IVC filters cause complications. Chief among these is recurrent DVT. Instead of catching clots, the foreign material of an IVC filter may cause clots to form. Other possibilities include filter fracture (yes, pieces can actually break off if they’re left in long enough), filter migration, and rarely, IVC perforation with retroperitoneal bleeds. And just because an IVC filter is billed as “retrievable” does not mean that it can be easily removed. A lot of times, the filter is not removed soon enough, exposing patients to greater risk of complications.
Thus, whenever it can be shown that someone with an IVC filter doesn’t actively have a DVT/PE, they should be referred to a surgeon to have the filter removed.
Hgb <7.0: give 1-2 units of packed red blood cells (although there are certain conditions in which patients should be transfused when Hgb <8.0)

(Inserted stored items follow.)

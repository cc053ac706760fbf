//! Utilities for collecting game statistics and testing game and bot implementations.
use internal_iterator::InternalIterator;

use crate::ai::Bot;
use crate::board::{Board, UndoBoard};

/// The number of legal move sequences of length `depth`, see <https://www.chessprogramming.org/Perft>.
///
/// Games that end early don't contribute. Whether a game ends can depend on the positions that came before,
/// including those played before `board`, so this walks the tree with play and undo on a full copy
/// instead of caching positions.
pub fn perft<B: UndoBoard>(board: &B, depth: u32) -> u64 {
    let mut board = board.clone();
    perft_recurse(&mut board, depth)
}

fn perft_recurse<B: UndoBoard>(board: &mut B, depth: u32) -> u64 {
    if depth == 0 {
        return 1;
    }

    let moves: Vec<B::Move> = match board.available_moves() {
        Ok(moves) => moves.collect(),
        Err(_) => return 0,
    };

    if depth == 1 {
        return moves.len() as u64;
    }

    let mut p = 0;
    for mv in moves {
        // SAFETY: the move was just generated on this board
        board.play(mv).unwrap();
        p += perft_recurse(board, depth - 1);
        board.undo();
    }
    p
}

/// Structure returned by [`average_game_stats`].
#[derive(Debug)]
pub struct GameStats {
    pub game_length: f32,
    pub available_moves: f32,
}

/// Return `GameStats` estimated from `n` games starting from `start` played by `bot`.
pub fn average_game_stats<B: Board>(start: &B, mut bot: impl Bot<B>, n: u64) -> GameStats {
    let mut total_moves = 0;
    let mut total_positions = 0;

    for _ in 0..n {
        let mut board = start.clone();
        loop {
            total_moves += match board.available_moves() {
                Ok(moves) => moves.count(),
                Err(_) => break,
            };
            total_positions += 1;

            // SAFETY: the board is not done, and bots only return available moves
            let mv = bot.select_move(&board).unwrap();
            board.play(mv).unwrap();
        }
    }

    GameStats {
        game_length: total_positions as f32 / n as f32,
        available_moves: total_moves as f32 / total_positions as f32,
    }
}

Plts <10,000 or plts <50,000 and the pt is actively bleeding: give 5-10 units of platelets
When pts have DIC and low fibrinogen (<80-100 mg/dl): give 5 bags of cryoprecipitate (in addition to fibrinogen, also contains assorted things like von Willebrand factor, factor VIII, factor XIII).

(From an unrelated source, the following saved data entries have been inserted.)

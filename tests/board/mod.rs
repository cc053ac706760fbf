use std::collections::hash_map::RandomState;
use std::collections::HashSet;
use std::hash::Hash;
use std::iter::FromIterator;

use internal_iterator::InternalIterator;

use tablut::board::{Board, BoardDone, BoardMoves, PlayError, UndoBoard};
use tablut::game::{Move, TablutBoard};
use tablut::util::tiny::consistent_rng;

use crate::util::test_sampler_uniform;


pub fn board_test_main(board: &TablutBoard) {
    let all = Move::all().collect::<Vec<_>>();
    board_test_main_impl(board, &all, true)
}

pub fn board_test_main_without_uniform(board: &TablutBoard) {
    let all = Move::all().collect::<Vec<_>>();
    board_test_main_impl(board, &all, false)
}

fn board_test_main_impl<B: UndoBoard>(board: &B, all: &[B::Move], random_uniform: bool)
where
    B::Move: Hash,
{
    println!("Currently testing board\n{:?}\n{}", board, board);

    if board.is_done() {
        test_done_board_errors(board, all);
    } else {
        test_available_match(board, all);
        test_play_undo(board);

        if random_uniform {
            test_random_available_uniform(board);
        }
    }
}

fn test_done_board_errors<B: Board>(board: &B, all: &[B::Move]) {
    assert!(board.is_done(), "bug in test implementation, expected done board");

    assert!(matches!(board.available_moves(), Err(BoardDone)));
    assert!(matches!(
        board.random_available_move(&mut consistent_rng()),
        Err(BoardDone)
    ));

    for &mv in all {
        assert!(matches!(board.clone().play(mv), Err(PlayError::BoardDone)));
        assert!(matches!(board.is_available_move(mv), Err(BoardDone)));
    }
}

fn test_available_match<B: Board>(board: &B, all: &[B::Move])
where
    B::Move: Hash,
{
    println!("available_moves and is_available match:");

    let available: Vec<B::Move> = board.available_moves().unwrap().collect();
    let available_count = board.available_moves().unwrap().count();
    assert_eq!(available.len(), available_count, "available_moves count mismatch");

    assert!(
        !available.is_empty(),
        "must have at least one available move for non-done board"
    );

    // check that every generated move is indeed available, and that it is contained within all possible moves
    for &mv in &available {
        assert!(
            board.is_available_move(mv).unwrap(),
            "generated move {:?} is not available",
            mv
        );
        assert!(all.contains(&mv), "generated move {:?} is not in all possible moves", mv);
    }

    // check that every available move is generated
    for &mv in all {
        if board.is_available_move(mv).unwrap() {
            assert!(available.contains(&mv), "available move {:?} was not generated", mv);
        } else {
            assert!(!available.contains(&mv), "non-available move {:?} was generated", mv);
            assert!(
                matches!(board.clone().play(mv), Err(PlayError::UnavailableMove)),
                "playing non-available move {:?} did not fail",
                mv
            );
        }
    }

    assert_eq!(
        available.len(),
        HashSet::<_, RandomState>::from_iter(&available).len(),
        "Found duplicate move"
    );
}

/// Play every available move and undo it again, the board has to end up exactly where it started.
fn test_play_undo<B: UndoBoard>(board: &B) {
    println!("play and undo:");

    let mut curr = board.clone();
    let available: Vec<B::Move> = board.available_moves().unwrap().collect();

    for mv in available {
        curr.play(mv).unwrap();
        assert_ne!(&curr, board, "playing {} did not change the board", mv);
        curr.undo();
        assert_eq!(&curr, board, "undoing {} did not restore the board", mv);
    }
}

fn test_random_available_uniform<B: Board>(board: &B)
where
    B::Move: Hash,
{
    assert!(!board.is_done(), "invalid board to test");

    println!("random_available uniform:");

    let expected: Vec<_> = board.available_moves().unwrap().collect();
    let mut rng = consistent_rng();
    test_sampler_uniform(&expected, false, || Some(board.random_available_move(&mut rng).unwrap()));
}

pub fn print_board_with_moves(start: TablutBoard, moves: &[&str]) -> TablutBoard {
    let mut board = start;
    println!("{}", board);

    for &mv in moves {
        println!("Playing {}", mv);
        board.play(mv.parse().unwrap()).unwrap();
        println!("{}", board);
    }

    board
}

When pts with liver disease are bleeding, need emergent warfarin reversal, are actively bleeding in DIC, or you are desperate for a last-ditch effort to stop bleeding: give fresh frozen plasma. (these are all C recommendations, by the way). Do NOT give FFP for the sole purpose of a volume expander–consider albumin instead.
Here are the transfusion guidelines for different patients:
stable CAD: 7.0-8.0
anemia with sx: 8.0
asx, stable pts in ICU: 7.0
acute UGIB: 7.0
One of the landmark papers that helped determine the benefits of low-threshold vs high-threshold transfusions was the TRICC trial. This trial randomized over 800 hemodynamically stable ICU patients with Hgb <9 to a goal of Hgb 7-9 or Hgb 10-12. There was no statistically significant difference in 30-day mortality, though it was very close to being significant for the more conservative group (Hgb 7-9) (22.2 vs. 28.1, p=0.05). Subgroup analysis showed lower mortality when using goal Hgb 7-9 among patients with APACHE II <20 (8.7% vs. 16.1%, p=0.03) and in patients younger than 55 (5.7 vs. 13.0 p=0.02). Although there was no noted difference in mortality among patients with cardiac disease, the authors acknowledge a high rate of refusal to participate among patients with cardiac disease, possibly affecting the results. That is one of the reasons there is a slightly higher transfusion goal set for cardiac patients.

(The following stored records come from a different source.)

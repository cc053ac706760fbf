use std::fmt::{Debug, Display, Formatter};

use nom::Finish;

use crate::board::Side;
use crate::game::board::TablutBoard;
use crate::game::grid::Grid;
use crate::game::piece::Piece;
use crate::game::square::{Square, SIZE};

#[derive(Debug, Clone, Eq, PartialEq, thiserror::Error)]
#[error("invalid board layout, failed to parse at '{rest}'")]
pub struct InvalidLayout {
    pub rest: String,
}

mod parse {
    use nom::character::complete::{anychar, multispace0};
    use nom::combinator::{eof, map_opt};
    use nom::multi::count;
    use nom::sequence::{pair, preceded, terminated};
    use nom::IResult;

    use super::*;

    fn piece(input: &str) -> IResult<&str, Piece> {
        map_opt(anychar, Piece::from_char)(input)
    }

    pub(super) fn layout(input: &str) -> IResult<&str, Vec<Piece>> {
        let area = (SIZE * SIZE) as usize;
        terminated(count(preceded(multispace0, piece), area), pair(multispace0, eof))(input)
    }
}

fn side_char(side: Side) -> char {
    match side {
        Side::Attacker => Piece::Attacker.to_char(),
        Side::Defender => Piece::Defender.to_char(),
    }
}

impl TablutBoard {
    /// Build a board from a textual layout, written as 9 rows of 9 piece characters from row 9 down to row 1,
    /// using `-` for empty squares, `B` for attackers, `W` for defenders and `K` for the king.
    /// Whitespace between pieces is ignored.
    pub fn from_layout(layout: &str, turn: Side) -> Result<TablutBoard, InvalidLayout> {
        let (_, pieces) = parse::layout(layout).finish().map_err(|e| InvalidLayout {
            rest: e.input.to_owned(),
        })?;

        let mut grid = Grid::empty();
        for (i, piece) in pieces.into_iter().enumerate() {
            let col = (i % SIZE as usize) as u8;
            let row = SIZE - 1 - (i / SIZE as usize) as u8;
            grid.set(Square::new(col, row), piece);
        }

        Ok(TablutBoard::from_grid(grid, turn))
    }

    /// The side to move followed by the pieces in square index order, one character each.
    pub fn encoded(&self) -> String {
        std::iter::once(side_char(self.turn))
            .chain(Square::all().map(|sq| self.grid[sq].to_char()))
            .collect()
    }
}

impl Debug for TablutBoard {
    fn fmt(&self, f: &mut Formatter<'_>) -> std::fmt::Result {
        f.debug_struct("TablutBoard")
            .field("grid", &self.grid)
            .field("turn", &self.turn)
            .field("move_count", &self.move_count)
            .field("winner", &self.winner)
            .field("repeated", &self.repeated)
            .finish()
    }
}

/// Renders the board with row 9 at the top. The alternate form `{:#}` leaves out the coordinates.
impl Display for TablutBoard {
    fn fmt(&self, f: &mut Formatter<'_>) -> std::fmt::Result {
        let coordinates = !f.alternate();

        for row in (0..SIZE).rev() {
            if coordinates {
                write!(f, "{:2}", row + 1)?;
            } else {
                write!(f, "  ")?;
            }
            for col in 0..SIZE {
                write!(f, " {}", self.grid[Square::new(col, row)])?;
            }
            writeln!(f)?;
        }

        if coordinates {
            write!(f, "  ")?;
            for col in 0..SIZE {
                write!(f, " {}", (b'a' + col) as char)?;
            }
            writeln!(f)?;
        }

        Ok(())
    }
}
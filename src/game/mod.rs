//! The rules of Tablut, played on a 9x9 board with the king starting on the central throne.
pub use board::*;
pub use capture::*;
pub use grid::*;
pub use io::*;
pub use mv::*;
pub use piece::*;
pub use square::*;

mod board;
mod capture;
mod grid;
mod history;
mod io;
mod movegen;
mod mv;
mod piece;
mod square;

NB: CAD is still a gray area, and some attendings may still prefer to transfuse asymptomatic patients with a history of CAD for a Hgb <8.0. However, trials on restrictive transfusion did use 7 as a threshold…
In practical terms, total iron binding capacity=transferrin. Why?
TIBC refers to the amount of iron in the serum + the amount of iron that could theoretically still be bound to transferrin. Transferrin is usually only 25-30% saturated at any given point.
Knowing the molecular weight of the transferrin (80 kDa) and that each molecule of transferrin can bind 2 atoms of iron, TIBC and transferrin concentration is interconvertible. If you want to get into the mechanics of it, here is a somewhat dotty conversation from the UK. I have to admit I still didn’t understand it after reading those series of equations.
If it is possible to order transferrin and TIBC separately, transferrin may be useful as a marker of nutritional status or liver status, since it is produced in the liver.
Side note: ferritin, which is completely different, is usually correlated with how much iron is stored in tissues. However, because it’s an acute phase reactant, it may be falsely elevated in inflammation or anemia of chronic disease.